Why this is a good story to have had recovered though, is because of the versatility of Troughton’s standout performance. Yes, we’re all aware he was good as The Doctor and even non-Doctor Who fans will remember him, I’m sure, as being an outstanding character actor in films such as, for example, the original version of The Omen (reviewed by me here), where the priest he is playing gets impaled by a church spire. However, although he is a double for the title character, Salamander (the titular 'Enemy of the world'), he is only his double in appearance. The evil Salamander speaks with a kind of Mexican accent and this gives Troughton a chance to show off how he handles dialects. He also does some much more subtle stuff than this with the dual role, though. For instance, as The Doctor is working on perfecting his impersonation of Salamander so that he can find out if the tyrant of a future time in the Earth’s history, the far off year of 2018, is actually what his enemies are saying he is... he comes over as something like a cross between the two roles. Pulling it off enough to fool Salamander’s chief of security but still being different enough from his performance as Salamander throughout the serial that you can almost see The Doctor going through a learning curve.
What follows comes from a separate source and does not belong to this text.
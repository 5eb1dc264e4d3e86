//! Persistence adapters implementing the domain ports.

pub mod sqlite;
The companions in this one are two of my favourite ones, Jamie and Victoria and, of course, age old unrealised sexism raises its head again when, to help The Doctor, Jamie makes it appear that he is saving Salamander’s life so he can get a job as one of his personal bodyguards. He asks Salamander to sort out a job for Victoria and she gets... cook’s assistant. Well, it is ‘of it’s time’ I guess and I’m not too worried about those kinds of gender stereotypes, especially when some of the episodes have smart performances by Mary Peach as a resistance fighter and Carmen Munroe as a food taster, the latter being an extremely strong role with no clear black and white division on the character who finds herself working for Salamander, even though she hates him, before eventually switching sides and... well, I’ll leave you to discover the final fate of her character here.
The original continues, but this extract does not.